Consider a prediction from Cathy Benko, vice chairman of Deloitte and co-author of the book, The Corporate Lattice. Forget the “corporate ladder” — more and more ambitious and talented employees will be moving sideways rather than up, tapping into new networks.
This new “lattice model” will allow free-flowing ideas and career paths. According to Benko, the lattice model provides more opportunity and more possibilities to be successful because you’re not looking in only one direction — up.
How do you become — and stay — more competitive in this rapidly changing landscape, whether you’re on a traditional corporate ladder, or in a corporate lattice model — or somewhere between the two? You develop a strong personal brand.
To fully understand and embrace the power of personal branding, the first question you should ask yourself is: Who cares? That’s not meant to be flip. Rather, to urge you to think about why — and how — your personal brand will attract people to you, and why it will lead you to find opportunities that align with your brand.
What a personal brand is — and isn’t.
Any brand — corporate or personal — is what you put forth as an expectation of the experience people will have with you. A personal brand gives you the ability to stand out from the competition in a way you design.
Everyone has a brand — by design or by default. If you go through life and your career and you’re not mindful of the way you’re perceived — if you’re not consciously designing it — then the marketplace may do it for you.
A brand is proactive. It is a way to be intentional about how you’re perceived and what you offer others. Branding also gives you the ability to articulate your values. Presenting yourself in a way that is consistent with those values provides credibility. A brand strategy gives you the ability to anchor your message, your behavior, and your online presence.
Its goal is to influence, inspire, and impact others. And, very importantly for today’s competitive world, a strong brand gives you the ability to identify your target audience and align with what that audience needs and wants.
Personal branding, is about “being a signal in the noise of human capital,” according to Tomas Chamorro-Premuzic, a professor of business psychology at University College London, and a faculty member at Columbia University.
He wrote in a 2013 article for the Harvard Business Review that “the stronger your brand, the stronger that signal. In today’s world, self-branding matters more than any other form of talent, not least because the mass market is unable (or unwilling) to distinguish between branding and talent.” Those are sobering words for all of us.
Most of us go through our careers with the intention of doing good work, adding value to an organization and contributing to a team effort by using our skills and inherent talent. All of that is well and good, but we may find ourselves missing out on opportunities because we haven’t been intentional about aligning with decision makers in our field, and presenting ourselves as someone they’d want to align with.

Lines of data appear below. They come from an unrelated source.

//! Failure taxonomy for the dispatch core.
//!
//! # Responsibilities
//! - Define the single externally-visible failure shape (`ExecutionFailure`)
//! - Name the failure keys used to recover the root cause for diagnostics
//! - Define deploy-time errors (malformed flows, invalid endpoints)
//!
//! # Design Decisions
//! - Request-time failures are values, never panics
//! - Every backend-reachability failure is a 502; only the key differs
//! - Deploy-time errors are fatal for the deployment, not for requests

use thiserror::Error;

/// No viable endpoint in the registry.
pub const NO_ENDPOINT_AVAILABLE: &str = "NO_ENDPOINT_AVAILABLE";
/// The circuit breaker rejected the call without reaching the backend.
pub const CIRCUIT_BREAKER_OPEN: &str = "CIRCUIT_BREAKER_OPEN";
/// A single attempt exceeded the slow-call duration.
pub const ATTEMPT_TIMEOUT: &str = "ATTEMPT_TIMEOUT";
/// Every attempt allowed by the failover configuration failed.
pub const RETRIES_EXHAUSTED: &str = "RETRIES_EXHAUSTED";
/// The backend transport failed (connection refused, reset, protocol error).
pub const BACKEND_ERROR: &str = "BACKEND_ERROR";
/// The request body could not be read for buffering.
pub const REQUEST_BODY_UNREADABLE: &str = "REQUEST_BODY_UNREADABLE";
/// The execution was interrupted before reaching the backend.
pub const REQUEST_INTERRUPTED: &str = "REQUEST_INTERRUPTED";

/// Terminal failure of a request execution.
#[derive(Debug, Clone, PartialEq, Eq, Error)]
#[error("{status_code} {key}: {message}")]
pub struct ExecutionFailure {
    /// HTTP status code returned to the client.
    pub status_code: u16,
    /// Machine-readable failure key.
    pub key: String,
    /// Human-readable message.
    pub message: String,
}

impl ExecutionFailure {
    /// Create a failure with the given status code and no key.
    pub fn new(status_code: u16) -> Self {
        Self {
            status_code,
            key: String::new(),
            message: String::new(),
        }
    }

    /// A 502-class failure carrying `key`.
    pub fn bad_gateway(key: &str, message: impl Into<String>) -> Self {
        Self::new(502).key(key).message(message)
    }

    pub fn key(mut self, key: impl Into<String>) -> Self {
        self.key = key.into();
        self
    }

    pub fn message(mut self, message: impl Into<String>) -> Self {
        self.message = message.into();
        self
    }

    /// Returns true if this failure was produced with the given key.
    pub fn is(&self, key: &str) -> bool {
        self.key == key
    }
}

/// Errors raised while deploying an API.
#[derive(Debug, Error)]
pub enum DispatchError {
    /// A selector path could not be compiled into a pattern.
    #[error("invalid path pattern '{path}': {reason}")]
    InvalidPattern { path: String, reason: String },

    /// An HTTP selector lists a method that is not a valid HTTP token.
    #[error("flow '{flow}' has an invalid method '{method}'")]
    InvalidMethod { flow: String, method: String },

    /// A flow declares more than one selector of the same kind.
    #[error("flow '{flow}' declares more than one {kind} selector")]
    DuplicateSelector { flow: String, kind: &'static str },

    /// An endpoint target is not a valid URL.
    #[error("endpoint '{endpoint}' has an invalid target '{target}': {reason}")]
    InvalidTarget {
        endpoint: String,
        target: String,
        reason: String,
    },

    /// The API definition failed semantic validation.
    #[error(transparent)]
    Config(#[from] crate::config::ConfigError),
}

More importantly, we can no longer count on our talent alone to provide the all-important competitive edge. The assumption that talent alone will trump anything else is what I often refer to as the “passivity syndrome.” It could be fatal in tomorrow’s workplace, where certain “talents” may be considered commodities, and certain jobs will be viewed as easily filled by automation.
What we can learn from the millennial generation.

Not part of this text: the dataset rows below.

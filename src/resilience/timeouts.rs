//! Timeout enforcement.
//!
//! # Responsibilities
//! - Wrap one backend attempt with a deadline
//! - Cancel the attempt cleanly on timeout
//!
//! # Design Decisions
//! - Uses Tokio's timeout facilities
//! - The wrapped future is dropped on expiry, so a late response is never observed
//! - Timeout errors are distinct from other errors

use std::future::Future;
use std::time::Duration;

use thiserror::Error;

#[derive(Debug, Clone, Copy, PartialEq, Eq, Error)]
#[error("attempt timed out after {}ms", .0.as_millis())]
pub struct AttemptTimeout(pub Duration);

/// Run `future` with a deadline of `duration`.
pub async fn with_timeout<F>(duration: Duration, future: F) -> Result<F::Output, AttemptTimeout>
where
    F: Future,
{
    tokio::time::timeout(duration, future)
        .await
        .map_err(|_| AttemptTimeout(duration))
}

Multi-generational, multi-cultural, hyper-connected, 24/7. This is the workplace millennials have come into, and we can learn some good lessons from how they’re fitting in. Millennials are not only adapting to a changed work environment, they’re changing it themselves in real time. At the risk of generalizing too much, we can say that millennials are incredibly connected across global platforms and they understand the power of these connections and affiliations.
Millennials also understand the need for personal branding, as many of them are either independent contractors who need a distinctive brand — 38 percent of millennials are freelancing, according to a survey by Freelancers Union — or they look to change jobs regularly in pursuit of their idea of a steadily advancing career.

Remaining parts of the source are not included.